Molecular dynamics simulation revealed binding of nucleotide inhibitors to ZIKV polymerase over 444 nanoseconds

Abdo A Elfiky 1,2,, Wael M Elshemey 1
PMCID: PMC7166584  PMID: 28922464

Abstract

In the year 2015, new Zika virus (ZIKV) broke out in Brazil and spread away in more than 80 countries. Scientists directed their efforts toward viral polymerase in attempt to find inhibitors that might interfere with its function. In this study, molecular dynamics simulation (MDS) was performed over 444 ns for a ZIKV polymerase model. Molecular docking (MD) was then performed every 10 ns during the MDS course to ensure the binding of small molecules to the polymerase over the entire time of the simulation. MD revealed the binding ability of four suggested guanosine inhibitors (GIs); (Guanosine substituted with OH and SH (phenyl) oxidanyl in the 2′ carbon of the ribose ring). The GIs were compared to guanosine triphosphate (GTP) and five anti‐hepatitis C virus drugs (either approved or under clinical trials). The mode of binding and the binding performance of GIs to ZIKV polymerase were found to be the same as GTP. Hence, these compounds were capable of competing GTP for the active site. Moreover, GIs bound to ZIKV active site more tightly compared to ribavirin, the wide‐range antiviral drug.

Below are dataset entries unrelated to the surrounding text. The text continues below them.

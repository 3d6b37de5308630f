//! Project instance expansion planning.
//!
//! Before a solve, every project is expanded into a fixed number of
//! instances (team slots). The plan orders projects by their total poll
//! score, descending, so better-liked projects come first in the solver's
//! slot ordering; projects with the same total are shuffled to break ties
//! fairly between runs.

use std::collections::HashMap;

use rand::seq::SliceRandom;
use rand::Rng;

use crate::engine::EngineError;
use crate::models::{Project, INSTANCE_LIMIT};

/// How many instances one project expands into.
#[derive(Debug, Clone, PartialEq, Eq)]
pub struct InstancePlan {
    pub project_id: i64,
    /// Instance count, 1..=99. Instances are numbered `1..=instances`.
    pub instances: u32,
}

/// Plans the expansion for the whole catalog.
///
/// `score_totals` maps project ids to the summed poll score over all polls;
/// projects without answers count as zero. Each project expands to its own
/// `instances` override or `default_instances`.
pub fn plan_instances<R: Rng>(
    projects: &[Project],
    score_totals: &HashMap<i64, i64>,
    default_instances: u32,
    rng: &mut R,
) -> Result<Vec<InstancePlan>, EngineError> {
    // Group project ids per total score.
    let mut by_score: Vec<(i64, Vec<&Project>)> = Vec::new();
    let mut ordered: Vec<&Project> = projects.iter().collect();
    ordered.sort_by_key(|p| std::cmp::Reverse(score_totals.get(&p.id).copied().unwrap_or(0)));
    for project in ordered {
        let total = score_totals.get(&project.id).copied().unwrap_or(0);
        match by_score.last_mut() {
            Some((score, group)) if *score == total => group.push(project),
            _ => by_score.push((total, vec![project])),
        }
    }

    // Shuffle inside equal-score groups only; the descending order stands.
    let mut plan = Vec::with_capacity(projects.len());
    for (_, mut group) in by_score {
        if group.len() > 1 {
            group.shuffle(rng);
        }
        for project in group {
            let instances = project.instances.unwrap_or(default_instances);
            if instances < 1 || instances > INSTANCE_LIMIT {
                return Err(EngineError::InvalidConfig(format!(
                    "project {} expands to {} instances, allowed is 1..={}",
                    project.pid, instances, INSTANCE_LIMIT
                )));
            }
            plan.push(InstancePlan {
                project_id: project.id,
                instances,
            });
        }
    }

    Ok(plan)
}

#[cfg(test)]
mod tests {
    use super::*;
    use rand::SeedableRng;
    use rand_chacha::ChaCha8Rng;

    fn project(id: i64, pid: &str, instances: Option<u32>) -> Project {
        Project {
            id,
            pid: pid.to_string(),
            name: format!("Project {pid}"),
            instances,
            description: None,
            technologies: None,
            company: None,
            contact: None,
            url: None,
        }
    }

    #[test]
    fn orders_by_total_score_descending() {
        let projects = vec![
            project(1, "A", None),
            project(2, "B", None),
            project(3, "C", None),
        ];
        let totals = HashMap::from([(1, 10), (2, 30), (3, 20)]);
        let mut rng = ChaCha8Rng::seed_from_u64(1);

        let plan = plan_instances(&projects, &totals, 2, &mut rng).unwrap();
        let ids: Vec<i64> = plan.iter().map(|p| p.project_id).collect();
        assert_eq!(ids, vec![2, 3, 1]);
        assert!(plan.iter().all(|p| p.instances == 2));
    }

    #[test]
    fn override_beats_the_default() {
        let projects = vec![project(1, "A", Some(5)), project(2, "B", None)];
        let totals = HashMap::from([(1, 1), (2, 0)]);
        let mut rng = ChaCha8Rng::seed_from_u64(1);

        let plan = plan_instances(&projects, &totals, 3, &mut rng).unwrap();
        assert_eq!(plan[0].instances, 5);
        assert_eq!(plan[1].instances, 3);
    }

    #[test]
    fn ties_are_shuffled_but_groups_stay_ordered() {
        let projects: Vec<Project> = (1..=6).map(|i| project(i, "X", None)).collect();
        // Projects 1-5 tie, project 6 wins.
        let mut totals: HashMap<i64, i64> = (1..=5).map(|i| (i, 10)).collect();
        totals.insert(6, 99);

        let mut rng = ChaCha8Rng::seed_from_u64(42);
        let plan = plan_instances(&projects, &totals, 1, &mut rng).unwrap();
        assert_eq!(plan[0].project_id, 6);

        let tied: Vec<i64> = plan[1..].iter().map(|p| p.project_id).collect();
        let mut sorted = tied.clone();
        sorted.sort_unstable();
        assert_eq!(sorted, vec![1, 2, 3, 4, 5]);

        // A different seed yields a different tie order eventually.
        let mut other_order = false;
        for seed in 0..20 {
            let mut rng = ChaCha8Rng::seed_from_u64(seed);
            let other = plan_instances(&projects, &totals, 1, &mut rng).unwrap();
            let other_tied: Vec<i64> = other[1..].iter().map(|p| p.project_id).collect();
            if other_tied != tied {
                other_order = true;
                break;
            }
        }
        assert!(other_order, "tie shuffling never changed the order");
    }

    #[test]
    fn zero_instances_are_rejected() {
        let projects = vec![project(1, "A", Some(0))];
        let mut rng = ChaCha8Rng::seed_from_u64(1);
        let err = plan_instances(&projects, &HashMap::new(), 2, &mut rng).unwrap_err();
        assert!(matches!(err, EngineError::InvalidConfig(_)));
    }
}
// === singletons ===

pub fn settings(conn: &Connection) -> Result<Settings, StoreError> {
    ensure_singletons(conn)?;
    let settings = conn.query_row(
        "SELECT projects_visible, poll_visible, poll_writable, teams_visible,
                team_min_member, project_instances_default, wings_hidden,
                assignment_variant, max_runtime_secs, relative_gap_limit,
                num_workers, random_poll_defaults, level_group_factor
         FROM settings WHERE id = 1",
        [],
        |row| {
            Ok(Settings {
                projects_visible: row.get(0)?,
                poll_visible: row.get(1)?,
                poll_writable: row.get(2)?,
                teams_visible: row.get(3)?,
                team_min_member: row.get::<_, i64>(4)? as u32,
                project_instances_default: row.get::<_, i64>(5)? as u32,
                wings_hidden: row.get(6)?,
                assignment_variant: AssignmentVariant::from_value(row.get::<_, i64>(7)?)
                    .unwrap_or_default(),
                max_runtime_secs: row.get::<_, i64>(8)? as u32,
                relative_gap_limit: row.get(9)?,
                num_workers: row.get::<_, i64>(10)? as u32,
                random_poll_defaults: row.get(11)?,
                level_group_factor: row.get(12)?,
            })
        },
    )?;
    Ok(settings)
}

pub fn save_settings(conn: &Connection, settings: &Settings) -> Result<(), StoreError> {
    settings
        .validate()
        .map_err(EngineError::InvalidConfig)
        .map_err(StoreError::Engine)?;
    ensure_singletons(conn)?;
    conn.execute(
        "UPDATE settings SET
            projects_visible = ?1, poll_visible = ?2, poll_writable = ?3,
            teams_visible = ?4, team_min_member = ?5, project_instances_default = ?6,
            wings_hidden = ?7, assignment_variant = ?8, max_runtime_secs = ?9,
            relative_gap_limit = ?10, num_workers = ?11, random_poll_defaults = ?12,
            level_group_factor = ?13
         WHERE id = 1",
        params![
            settings.projects_visible,
            settings.poll_visible,
            settings.poll_writable,
            settings.teams_visible,
            settings.team_min_member as i64,
            settings.project_instances_default as i64,
            settings.wings_hidden,
            settings.assignment_variant.value(),
            settings.max_runtime_secs as i64,
            settings.relative_gap_limit,
            settings.num_workers as i64,
            settings.random_poll_defaults,
            settings.level_group_factor,
        ],
    )?;
    Ok(())
}

pub fn info(conn: &Connection) -> Result<Info, StoreError> {
    ensure_singletons(conn)?;
    let (teams_raw, polls_raw, result_info) = conn.query_row(
        "SELECT teams_last_update, polls_last_update, result_info FROM info WHERE id = 1",
        [],
        |row| {
            Ok((
                row.get::<_, Option<String>>(0)?,
                row.get::<_, Option<String>>(1)?,
                row.get::<_, Option<String>>(2)?,
            ))
        },
    )?;
    Ok(Info {
        teams_last_update: teams_raw.as_deref().and_then(parse_timestamp),
        polls_last_update: polls_raw.as_deref().and_then(parse_timestamp),
        result_info,
    })
}

pub fn set_teams_last_update(conn: &Connection, when: DateTime<Utc>) -> Result<(), StoreError> {
    ensure_singletons(conn)?;
    conn.execute(
        "UPDATE info SET teams_last_update = ?1 WHERE id = 1",
        params![when.to_rfc3339()],
    )?;
    Ok(())
}

pub fn set_polls_last_update(conn: &Connection, when: DateTime<Utc>) -> Result<(), StoreError> {
    ensure_singletons(conn)?;
    conn.execute(
        "UPDATE info SET polls_last_update = ?1 WHERE id = 1",
        params![when.to_rfc3339()],
    )?;
    Ok(())
}

pub fn set_result_info(conn: &Connection, text: &str) -> Result<(), StoreError> {
    ensure_singletons(conn)?;
    conn.execute(
        "UPDATE info SET result_info = ?1 WHERE id = 1",
        params![text],
    )?;
    Ok(())
}

fn ensure_singletons(conn: &Connection) -> Result<(), StoreError> {
    conn.execute("INSERT OR IGNORE INTO settings (id) VALUES (1)", [])?;
    conn.execute("INSERT OR IGNORE INTO info (id) VALUES (1)", [])?;
    Ok(())
}

fn parse_timestamp(raw: &str) -> Option<DateTime<Utc>> {
    DateTime::parse_from_rfc3339(raw)
        .ok()
        .map(|dt| dt.with_timezone(&Utc))
}
//! Read-only view assembly for teams and the overview page.
//!
//! The views are plain serializable records: rosters grouped per project
//! instance with per-member visibility and semantic display hints, plus the
//! happiness aggregates the pages render. Styling stays semantic: the
//! frontend maps the hints to its own classes.

use std::collections::HashMap;

use serde::{Deserialize, Serialize};

use tg_core::happiness::{happiness, mean_happiness, Happiness, HappinessBand, PollStats};
use tg_core::models::{Settings, SCORE_DEFAULT};

use crate::store::{self, Store, StoreError};

/// Semantic display hint for one team member line.
#[derive(Serialize, Deserialize, Debug, Clone, Copy, PartialEq, Eq)]
pub enum DisplayHint {
    /// Bold: the team's initial contact.
    InitialContact,
    /// Struck through: not shown to students.
    Hidden,
    /// Danger color: no longer participating.
    Inactive,
    /// Muted color: hidden for display-only reasons.
    Muted,
}

impl DisplayHint {
    /// The CSS class the web frontend uses for this hint.
    pub fn css_class(self) -> &'static str {
        match self {
            DisplayHint::InitialContact => "fw-semibold",
            DisplayHint::Hidden => "text-decoration-line-through",
            DisplayHint::Inactive => "text-danger",
            DisplayHint::Muted => "text-secondary",
        }
    }
}

/// One student line in a team roster.
#[derive(Serialize, Deserialize, Debug, Clone)]
pub struct MemberView {
    pub name: String,
    pub matriculation: String,
    pub study_program_short: String,
    pub is_initial_contact: bool,
    pub is_wing: bool,
    pub is_active: bool,
    /// False for inactive students and, when configured, wings.
    pub is_visible: bool,
    /// Normalized solver score for this pair.
    pub score: i64,
    pub stats: PollStats,
    pub happiness: Happiness,
    pub band: HappinessBand,
    pub hints: Vec<DisplayHint>,
}

/// Happiness aggregate with its display band.
#[derive(Serialize, Deserialize, Debug, Clone)]
pub struct HappinessSummary {
    pub happiness: Happiness,
    pub band: HappinessBand,
    /// "{icon} {project} ({poll})" line for compact displays.
    pub summary: String,
}

impl HappinessSummary {
    fn from_values(values: &[Happiness]) -> HappinessSummary {
        let mean = mean_happiness(values);
        let band = HappinessBand::from_score(mean.project);
        HappinessSummary {
            summary: format!("{} {} ({})", band.icon(), mean.project, mean.poll),
            happiness: mean,
            band,
        }
    }
}

/// One project instance with its roster.
#[derive(Serialize, Deserialize, Debug, Clone)]
pub struct TeamView {
    pub pid: String,
    pub project_name: String,
    pub instance_number: u32,
    /// "A1: Name" style heading.
    pub heading: String,
    pub members: Vec<MemberView>,
    pub visible_count: usize,
    pub happiness: HappinessSummary,
}

/// All teams plus the overall happiness summary.
#[derive(Serialize, Deserialize, Debug, Clone)]
pub struct TeamsView {
    pub teams: Vec<TeamView>,
    pub happiness: HappinessSummary,
}

/// Assembles the team rosters for display.
pub fn teams_view(store: &Store) -> Result<TeamsView, StoreError> {
    let conn = store.conn();
    let settings = store.settings()?;
    let students: HashMap<i64, _> = store::students(conn)?
        .into_iter()
        .map(|s| (s.id, s))
        .collect();
    let projects: HashMap<i64, _> = store::projects(conn)?
        .into_iter()
        .map(|p| (p.id, p))
        .collect();
    let instances: HashMap<i64, _> = store::instances(conn)?
        .into_iter()
        .map(|i| (i.id, i))
        .collect();
    let scores = store::scores_by_student(conn)?;

    let mut per_instance: Vec<(i64, Vec<tg_core::models::Team>)> = Vec::new();
    for team in store::teams(conn)? {
        match per_instance.last_mut() {
            Some((instance_id, group)) if *instance_id == team.project_instance_id => {
                group.push(team)
            }
            _ => per_instance.push((team.project_instance_id, vec![team])),
        }
    }

    let mut teams = Vec::new();
    let mut all_happiness = Vec::new();
    for (instance_id, rows) in per_instance {
        let Some(instance) = instances.get(&instance_id) else {
            continue;
        };
        let Some(project) = projects.get(&instance.project_id) else {
            continue;
        };

        let mut members = Vec::new();
        let mut team_happiness = Vec::new();
        for row in rows {
            let Some(student) = students.get(&row.student_id) else {
                continue;
            };
            let chosen = store::score_for(conn, row.student_id, row.project_id)?
                .unwrap_or(SCORE_DEFAULT);
            let answers = scores.get(&row.student_id).cloned().unwrap_or_default();
            let stats = PollStats::from_answers(chosen, &answers);
            let member_happiness = happiness(chosen, stats.max);
            team_happiness.push(member_happiness);
            all_happiness.push(member_happiness);

            members.push(build_member(
                student,
                &row,
                &settings,
                stats,
                member_happiness,
            ));
        }

        let visible_count = members.iter().filter(|m| m.is_visible).count();
        teams.push(TeamView {
            pid: project.pid.clone(),
            project_name: project.name.clone(),
            instance_number: instance.number,
            heading: format!("{}{} — {}", project.pid, instance.number, project.name),
            members,
            visible_count,
            happiness: HappinessSummary::from_values(&team_happiness),
        });
    }

    Ok(TeamsView {
        happiness: HappinessSummary::from_values(&all_happiness),
        teams,
    })
}

fn build_member(
    student: &tg_core::models::Student,
    row: &tg_core::models::Team,
    settings: &Settings,
    stats: PollStats,
    member_happiness: Happiness,
) -> MemberView {
    let is_wing = student.is_wing();
    let is_visible = student.is_active && !(is_wing && settings.wings_hidden);

    let mut hints = Vec::new();
    if row.is_initial_contact {
        hints.push(DisplayHint::InitialContact);
    }
    if !is_visible {
        hints.push(DisplayHint::Hidden);
    }
    if !student.is_active {
        hints.push(DisplayHint::Inactive);
    } else if !is_visible {
        hints.push(DisplayHint::Muted);
    }

    MemberView {
        name: student.name(),
        matriculation: student.matriculation.clone(),
        study_program_short: student.study_program.short().to_string(),
        is_initial_contact: row.is_initial_contact,
        is_wing,
        is_active: student.is_active,
        is_visible,
        score: row.score,
        band: HappinessBand::from_score(member_happiness.project),
        stats,
        happiness: member_happiness,
        hints,
    }
}

/// Poll fill counters for one category.
#[derive(Serialize, Deserialize, Debug, Clone, Copy, PartialEq)]
pub struct PollCount {
    pub count: i64,
    pub percent: f64,
}

/// Per-project usage line in the overview, ordered by total score.
#[derive(Serialize, Deserialize, Debug, Clone)]
pub struct ProjectUsage {
    pub pid: String,
    pub name: String,
    pub total_score: i64,
    pub instances: usize,
    pub instances_used: usize,
}

/// Administrative overview counters.
#[derive(Serialize, Deserialize, Debug, Clone)]
pub struct Overview {
    pub projects: usize,
    pub project_instances: usize,
    pub students: usize,
    pub students_inactive: usize,
    /// Number of non-empty project instances.
    pub teams: usize,
    pub polls: PollCount,
    pub polls_submitted: PollCount,
    pub polls_generated: PollCount,
    pub polls_empty: PollCount,
    pub projects_by_score: Vec<ProjectUsage>,
}

/// Assembles the overview counters.
pub fn overview(store: &Store) -> Result<Overview, StoreError> {
    let conn = store.conn();
    let students = store::students(conn)?;
    let projects = store::projects(conn)?;
    let instances = store::instances(conn)?;
    let teams = store::teams(conn)?;

    let student_count = students.len() as i64;
    let poll_count = store::poll_count(conn)?;
    let generated = store::generated_poll_count(conn)?;
    let submitted = poll_count - generated;
    let empty = student_count - poll_count;
    let percent = |count: i64| -> f64 {
        if student_count == 0 {
            return 0.0;
        }
        let pct = 100.0 * count as f64 / student_count as f64;
        (pct * 100.0).round() / 100.0
    };

    let mut used_instances: Vec<i64> = teams.iter().map(|t| t.project_instance_id).collect();
    used_instances.sort_unstable();
    used_instances.dedup();

    let totals = store::project_score_totals(conn)?;
    let mut projects_by_score: Vec<ProjectUsage> = projects
        .iter()
        .map(|project| {
            let project_instances: Vec<_> = instances
                .iter()
                .filter(|i| i.project_id == project.id)
                .collect();
            let instances_used = project_instances
                .iter()
                .filter(|i| used_instances.binary_search(&i.id).is_ok())
                .count();
            ProjectUsage {
                pid: project.pid.clone(),
                name: project.name.clone(),
                total_score: totals.get(&project.id).copied().unwrap_or(0),
                instances: project_instances.len(),
                instances_used,
            }
        })
        .collect();
    projects_by_score.sort_by(|a, b| b.total_score.cmp(&a.total_score).then(a.pid.cmp(&b.pid)));

    Ok(Overview {
        projects: projects.len(),
        project_instances: instances.len(),
        students: students.len(),
        students_inactive: students.iter().filter(|s| !s.is_active).count(),
        teams: used_instances.len(),
        polls: PollCount {
            count: poll_count,
            percent: percent(poll_count),
        },
        polls_submitted: PollCount {
            count: submitted,
            percent: percent(submitted),
        },
        polls_generated: PollCount {
            count: generated,
            percent: percent(generated),
        },
        polls_empty: PollCount {
            count: empty,
            percent: percent(empty),
        },
        projects_by_score,
    })
}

Keywords: guanosine inhibitors, molecular docking, molecular dynamics simulation, polymerase, protein‐ligand docking, Zika virus

1. INTRODUCTION

Zika virus (ZIKV) infection was reported for the first time 70 years ago in Uganda.1, 2 It appeared in different central and western African countries in 2007 but the spread was not as fast as the 2015 outbreak in Brazil and Caribbean countries.3, 4 By the year 2016, more than 80 countries reported ZIKV infection worldwide.5 The World Health Organization (WHO) declared it as a public health emergency of international concern in February 2016.5

ZIKV is transmitted through the bites of Ades mosquitos (Aedes africanus, Aedes aegypti, Aedes luteocephalus, and Aedes albopictus).6, 7, 8 It can be detected in body fluids like saliva, urine, and blood.9, 10 Slight fever, rash, arthralgia, and conjunctivitis are common symptoms of ZIKV infection.5, 11 Strong links between ZIKV infection and microcephaly and neuronal disorders in newborn infants of ZIKV‐infected women were confirmed in March 2016.12

Non‐structural 5 (NS5) viral protein have two domains; the helicase domain and the RNA‐dependent RNA polymerase (RdRp) domain which is vital for viral replication.13, 14 The polymerase domain has a highly conserved active site in different viruses including hepatitis C virus (HCV), West Nile virus, and Middle East Respiratory Syndrome Coronavirus.15, 16, 17, 18, 19 The antiviral activity of different nucleotide inhibitors were studied against the RdRp of HCV. Sofosbuvir is an example of a successful nucleotide inhibitor that was approved by Food and Drug Administration (FDA) in December 2013.20, 21, 22, 23 The same compound was also studied as a possible inhibitor against ZIKV.24, 25, 26

Molecular modeling is usually used to mimic the behavior of macromolecules.27, 28 Molecular docking (MD) is important in testing the binding of small molecules to protein active site and in virtual screening.18 These in silico techniques were used to study viral proteins.18, 27, 29, 30, 31, 32, 33 Molecular dynamics simulation (MDS) offers a means to study protein dynamics in silico. It is able to mimic and predict the dynamical properties of protein in solution28 in addition to suggesting possible interaction potency.34, 35, 36, 37 In this study, MD was used to mimic the interaction between 10 of nucleotide inhibitors and ZIKV RdRp domain. MDS was performed on the predicted model of the viral polymerase for more than 400 ns, while MD was carried out each 10 ns to test the binding of the inhibitors.

2. MATERIALS AND METHODS

2.1. Preparation of small molecules and protein target

ZIKV RdRp sequence was downloaded from the National Center for Biotechnology Information.38 Protein Homology/analogY Recognition Engine PHYRE 2.0 server39 was used to build the 3D structure model from ZIKV sequence. Dengue virus NS5 RdRp domain structure was used as a template (sequence identity 67%).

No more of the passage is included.